The sonic minimalism of his tone
is a product of the little value that Evans
had for the dirty sound of the fifth and sixth strings on his vintage Gibson Explorer. Despite his growing
collection, this instrument was his main guitar almost exclusively on the first
album ('Boy’, 1980) and up through
the halfway point of the sessions for the second ('October’, 1981). Today, he can bring around 50 different guitars
with him on tour. And all so he can use 15 to 20 different guitars plugged into
a dozen amps during each show. “I always
want more, to invent new things, not just go along with the flow, and try to
find the most appropriate sound for what I want to give to every song”.
That Explorer just happened to have been bought in New York, on a trip The Edge took to New York with his
parents when he was a teenager. He was still only Dave then, a kid with a sharp nose and a twinkle in his eyes, the
younger brother of Dick, who he
competed with on guitar and piano at home. That used guitar cost his parents
$450 in 1970s dollars, a good deal of money in those days, “but the instrument was worth it. I loved it
from the moment I picked it up, with those high notes…” That guitar, a '76
reissue of the original '58 Explorer,
was The Edge's companion in the
first stages of the group when, using the names of Feedback and The Hype,
they all got together in Larry's
kitchen to make up choruses and bang away at verses.

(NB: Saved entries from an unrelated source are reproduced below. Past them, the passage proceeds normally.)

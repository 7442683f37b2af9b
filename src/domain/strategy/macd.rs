//! MACD crossover strategy with an RSI filter.
//!
//! BUY on a golden cross (histogram from ≤ 0 to > 0) above a minimum
//! histogram while RSI is below the threshold. SELL a held position on a
//! dead cross (histogram from ≥ 0 to < 0) while RSI is above the threshold.

use crate::domain::error::SigtraderError;
use crate::domain::indicator::macd::{DEFAULT_FAST, DEFAULT_SIGNAL, DEFAULT_SLOW};
use crate::domain::indicator::{IndicatorEngine, IndicatorSeries, MacdSeries, VolumeProfile};
use crate::domain::ohlcv::BarSeries;
use crate::domain::position::PositionBook;
use crate::domain::signal::{Action, Signal, SignalMetrics, SignalReason};
use crate::domain::strategy::{Strategy, require_bars};

pub const STRATEGY_ID: &str = "macd";

#[derive(Debug, Clone, PartialEq)]
pub struct MacdParams {
    pub fast: usize,
    pub slow: usize,
    pub signal: usize,
    pub rsi_period: usize,
    pub min_histogram: f64,
    pub rsi_threshold: f64,
    pub profile_bins: usize,
    pub volume_window: usize,
    pub confidence_scale: f64,
}

impl Default for MacdParams {
    fn default() -> Self {
        Self {
            fast: DEFAULT_FAST,
            slow: DEFAULT_SLOW,
            signal: DEFAULT_SIGNAL,
            rsi_period: 14,
            min_histogram: 0.1,
            rsi_threshold: 50.0,
            profile_bins: 20,
            volume_window: 20,
            confidence_scale: 20.0,
        }
    }
}

#[derive(Debug, Clone)]
pub struct MacdBundle {
    pub instrument: String,
    pub macd: MacdSeries,
    pub rsi: IndicatorSeries,
    pub profile: VolumeProfile,
    pub current_price: f64,
}

/// Last-bar readings the decision is made on.
#[derive(Debug, Clone, Copy)]
struct Reading {
    line: f64,
    signal: f64,
    histogram: f64,
    previous_histogram: f64,
    rsi: f64,
}

impl Reading {
    fn from_bundle(bundle: &MacdBundle) -> Option<Self> {
        Some(Reading {
            line: bundle.macd.line.current()?,
            signal: bundle.macd.signal.current()?,
            histogram: bundle.macd.histogram.current()?,
            previous_histogram: bundle.macd.histogram.previous()?,
            rsi: bundle.rsi.current()?,
        })
    }

    fn metrics(&self) -> SignalMetrics {
        SignalMetrics::Macd {
            line: self.line,
            signal: self.signal,
            histogram: self.histogram,
            rsi: self.rsi,
        }
    }
}

#[derive(Debug, Clone, Default)]
pub struct MacdStrategy {
    engine: IndicatorEngine,
    params: MacdParams,
}

impl MacdStrategy {
    pub fn new(params: MacdParams) -> Self {
        Self {
            engine: IndicatorEngine::new(),
            params,
        }
    }

    pub fn params(&self) -> &MacdParams {
        &self.params
    }

    fn confidence(&self, histogram: f64) -> f64 {
        histogram.abs() / self.params.min_histogram * self.params.confidence_scale
    }

    fn is_golden_cross(&self, r: &Reading) -> bool {
        r.previous_histogram <= 0.0
            && r.histogram > 0.0
            && r.histogram > self.params.min_histogram
            && r.rsi < self.params.rsi_threshold
    }

    fn is_dead_cross(&self, r: &Reading) -> bool {
        r.previous_histogram >= 0.0 && r.histogram < 0.0 && r.rsi > self.params.rsi_threshold
    }
}

impl Strategy for MacdStrategy {
    type Bundle = MacdBundle;

    fn id(&self) -> &str {
        STRATEGY_ID
    }

    fn analyze(&self, bars: &BarSeries) -> Result<MacdBundle, SigtraderError> {
        require_bars(bars)?;
        let p = &self.params;
        Ok(MacdBundle {
            instrument: bars.instrument().to_string(),
            macd: self.engine.macd(bars, p.fast, p.slow, p.signal),
            rsi: self.engine.rsi(bars, p.rsi_period),
            profile: self.engine.volume_profile(bars, p.profile_bins, p.volume_window),
            current_price: bars.last().close,
        })
    }

    fn generate_signals(&self, bundle: &MacdBundle, book: &PositionBook) -> Vec<Signal> {
        let Some(reading) = Reading::from_bundle(bundle) else {
            return Vec::new();
        };

        let decision = if self.is_golden_cross(&reading) {
            Some((Action::Buy, SignalReason::MacdGoldenCross))
        } else if self.is_dead_cross(&reading) && book.has_position(&bundle.instrument) {
            Some((Action::Sell, SignalReason::MacdDeadCross))
        } else {
            None
        };

        decision
            .map(|(action, reason)| {
                Signal::new(
                    bundle.instrument.as_str(),
                    STRATEGY_ID,
                    action,
                    reason,
                    bundle.current_price,
                    self.confidence(reading.histogram),
                    reading.metrics(),
                )
            })
            .into_iter()
            .collect()
    }
}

It was an absolute coincidence
they got together. It wasn't only that they got along so well after responding
to the note Mullen put on the
bulletin board at school. They also
shared common interests, the same religious sentiments, were all about the same
age with personalities that complemented one another. All that helped for each
one to take on their role and that Bono's
lyrics and melodies, woven into the rhythm mastery of Mullen and Clayton,
would be dramatically cloaked in the ethereal costumes of The Edge.
That and the four Irishmen would
try to set up their sonic carillon in the right place, the centre of the world.
And what they did at the right time, when the crater opened by Chapman's bullets killing the old
Messiah opened the way to a new era. They rang the bell of a new generation fed
up with the cold wars of their elders and eager to channel their rebelliousness
into something positive. And the people came to the plaza.